RAMBL: Large-scale 16S gene assembly using metagenomic shotgun sequences
Created by Feng Zeng Summer 2015.
Copyright 2015 Feng Zeng. All rights reserved.
Overview
RAMBL is a tool for the assembly of full-length 16S genes in metagenomic shotgun data. RAMBL devices a taxonomic tree search to partition data into subgroups that comprise of short reads yielded from similar strain sequences.

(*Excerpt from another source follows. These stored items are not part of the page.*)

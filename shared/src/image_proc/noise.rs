//! Noise generation utilities for synthetic sky backgrounds.
//!
//! Provides the two ways a sky level can be laid down on a rendered image:
//! - a flat constant pedestal, for noiseless benchmark images
//! - an independent Poisson draw per pixel, for images with shot noise
//!
//! Both operate in place on `f32` images and walk pixels in row-major order,
//! so a seeded generator always produces the same image.

use ndarray::Array2;
use rand::Rng;
use rand_distr::{Distribution, Poisson};
use thiserror::Error;

/// Errors that can occur while adding background noise
#[derive(Error, Debug, Clone, PartialEq)]
pub enum NoiseError {
    #[error("Background mean must be finite and non-negative, got {0}")]
    InvalidMean(f64),
}

fn check_mean(mean: f64) -> Result<(), NoiseError> {
    if mean.is_finite() && mean >= 0.0 {
        Ok(())
    } else {
        Err(NoiseError::InvalidMean(mean))
    }
}

/// Add a constant level to every pixel
pub fn add_constant_background(image: &mut Array2<f32>, level: f64) -> Result<(), NoiseError> {
    check_mean(level)?;
    let level = level as f32;
    image.mapv_inplace(|pixel| pixel + level);
    Ok(())
}

/// Add an independent Poisson-distributed count to every pixel.
///
/// Each pixel receives a full Poisson draw with the given mean (the draw
/// includes the mean itself, not just the fluctuation around it). Pixels are
/// visited in row-major order so the result depends only on the generator state.
///
/// # Arguments
/// * `image` - Image to accumulate into
/// * `mean` - Expected count per pixel
/// * `rng` - Random number generator, advanced once per pixel
pub fn add_poisson_background<R: Rng + ?Sized>(
    image: &mut Array2<f32>,
    mean: f64,
    rng: &mut R,
) -> Result<(), NoiseError> {
    check_mean(mean)?;
    if mean == 0.0 {
        return Ok(());
    }

    let poisson = Poisson::new(mean).map_err(|_| NoiseError::InvalidMean(mean))?;
    for pixel in image.iter_mut() {
        let count: f64 = poisson.sample(rng);
        *pixel += count as f32;
    }
    Ok(())
}
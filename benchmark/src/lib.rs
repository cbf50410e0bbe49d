//! Synthetic ground-truth image generation for source-detection benchmarks.
//!
//! Test cases describe small images holding stars and galaxies with known
//! positions, brightnesses, colors and shapes. Each case is rendered in five
//! color bands by photon shooting through a Gaussian PSF over a flat or
//! Poisson sky, and the images are written with their ground truth embedded as
//! FITS header cards.

pub mod cases;
pub mod constants;
pub mod error;
pub mod generate;
pub mod render;
pub mod scene;
pub mod shared_args;

pub use cases::{find_cases, TestCaseDefinition, TEST_CASES};
pub use error::{ConfigurationError, GenerateError, RenderError, ValidationError};
pub use generate::{generate_fits_file, GenerateConfig, GeneratedFiles};
pub use scene::{Galaxy, GalSimTestCase, Star};
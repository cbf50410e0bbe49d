//! Fixed physical, photometric and file-format constants.

/// Base seed for the per-case random streams (case `i` uses `RANDOM_SEED + i`)
pub const RANDOM_SEED: u64 = 1234;

/// Prefix applied to every ground-truth header comment when written
pub const FITS_COMMENT_PREPEND: &str = "Celeste: ";

pub const ARCSEC_PER_DEGREE: f64 = 3600.0;

/// Detector counts per nanomaggy ("iota")
pub const COUNTS_PER_NMGY: f64 = 1000.0;

/// Number of color bands rendered for every test case
pub const NUM_BANDS: usize = 5;

/// Index of the reference band, whose relative flux is fixed at 1
pub const REFERENCE_BAND_INDEX: usize = 2;

/// Header keys carry a three-digit source index, so at most 999 sources
pub const MAX_LIGHT_SOURCES: usize = 999;

/// Relative flux per band for stars, from the dominant component of the
/// lognormal color prior
pub const DEFAULT_STAR_RELATIVE_INTENSITIES: [f64; NUM_BANDS] =
    [0.1330, 0.5308, 1.0, 1.3179, 1.5417];

/// Relative flux per band for galaxies, from the dominant component of the
/// lognormal color prior
pub const DEFAULT_GALAXY_RELATIVE_INTENSITIES: [f64; NUM_BANDS] =
    [0.4013, 0.4990, 1.0, 1.4031, 1.7750];
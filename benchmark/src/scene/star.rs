//! Point sources blurred only by the PSF

use super::common_fields::CommonFields;
use super::header::HeaderRecord;
use super::image_parameters::ImageParameters;
use super::light_source::RenderableSource;
use crate::constants::DEFAULT_STAR_RELATIVE_INTENSITIES;
use crate::error::{RenderError, ValidationError};
use crate::render::LightProfile;

/// A star: a Gaussian PSF image scaled to the star's flux in each band
#[derive(Debug, Clone, PartialEq)]
pub struct Star {
    common: CommonFields,
}

impl Default for Star {
    fn default() -> Self {
        Self {
            common: CommonFields::with_defaults(40.0, DEFAULT_STAR_RELATIVE_INTENSITIES),
        }
    }
}

impl Star {
    pub fn new() -> Self {
        Self::default()
    }

    pub fn common_fields(&self) -> &CommonFields {
        &self.common
    }

    /// Place the star relative to the image center
    pub fn offset_arcsec(&mut self, x: f64, y: f64) -> &mut Self {
        self.common.set_offset_from_center_arcsec(x, y);
        self
    }

    pub fn world_coordinates_deg(
        &mut self,
        right_ascension_deg: f64,
        declination_deg: f64,
    ) -> &mut Self {
        self.common
            .set_world_coordinates_deg(right_ascension_deg, declination_deg);
        self
    }

    pub fn reference_band_flux_nmgy(&mut self, flux: f64) -> Result<&mut Self, ValidationError> {
        self.common.set_reference_band_flux_nmgy(flux)?;
        Ok(self)
    }

    pub fn flux_relative_to_reference_band(
        &mut self,
        relative_flux: &[f64],
    ) -> Result<&mut Self, ValidationError> {
        self.common.set_flux_relative_to_reference_band(relative_flux)?;
        Ok(self)
    }
}

impl RenderableSource for Star {
    fn light_profile(
        &self,
        band: usize,
        psf_sigma_deg: f64,
        image_parameters: &ImageParameters,
    ) -> Result<LightProfile, RenderError> {
        let flux = self.common.flux_counts(band)?;
        let (ra, dec) = self.common.world_coordinates_deg(image_parameters);
        Ok(LightProfile::gaussian(flux, psf_sigma_deg).shift(ra, dec))
    }

    fn export_ground_truth(
        &self,
        header: &mut HeaderRecord,
        index_label: &str,
        image_parameters: &ImageParameters,
    ) {
        self.common
            .export_ground_truth(header, index_label, image_parameters, "star");
    }
}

Within each subgroup, RAMBL deploys a progressive Dirichlet Process mixture clustering method to reconstruct full-length 16S gene sequences.
Dependency
Following tools are all assumed installed and could be found in system environment:
* Python >= 2.7.10 * GCC >= 4.9.1 * Bowtie2 >= 2.2.4 * Samtools == 0.1.19 * Bedtools >= 2.24.0 * Sickle >= 1.33 * Seqtk >= 1.0
Following Python packages are all assumed installed:
* ETE2 Toolkit >= 2.3.1 * Scipy >= 0.15.1 * Numpy >= 1.9.2 * Scikit-bio == 0.4.0 * Biopython >= 1.65
Installation
Set up environment variable:
$ export CXX=<PATH TO G++4.9>
Clone the repository:
$ git clone https://github.com/homopolymer/RAMBL.git
Build and install to $PWD/bin:
$ python setup.py install --prefix=$PWD
16S Database
RAMBL relies on GreenGenes, which is available at ftp://greengenes.microbio.me/greengenes_release/gg_13_8_otus/. The rrnDB file that records gene copy number for GreenGenes is contained in the RAMBL package.
To download GreenGenes:
$ bash download_greengenes.sh
Usage
$ python rambl.py [-c cores] [-v] [-p output_prefix] data_info.txt
Data Metainfo
In the above, the argument 'data_info.txt' is a metadata file. It contains the following contents:
- Sequencing data
BamFiles=<FILE>, a file listing the mapping files of data against 16S rRNA reference, one BAM file per line.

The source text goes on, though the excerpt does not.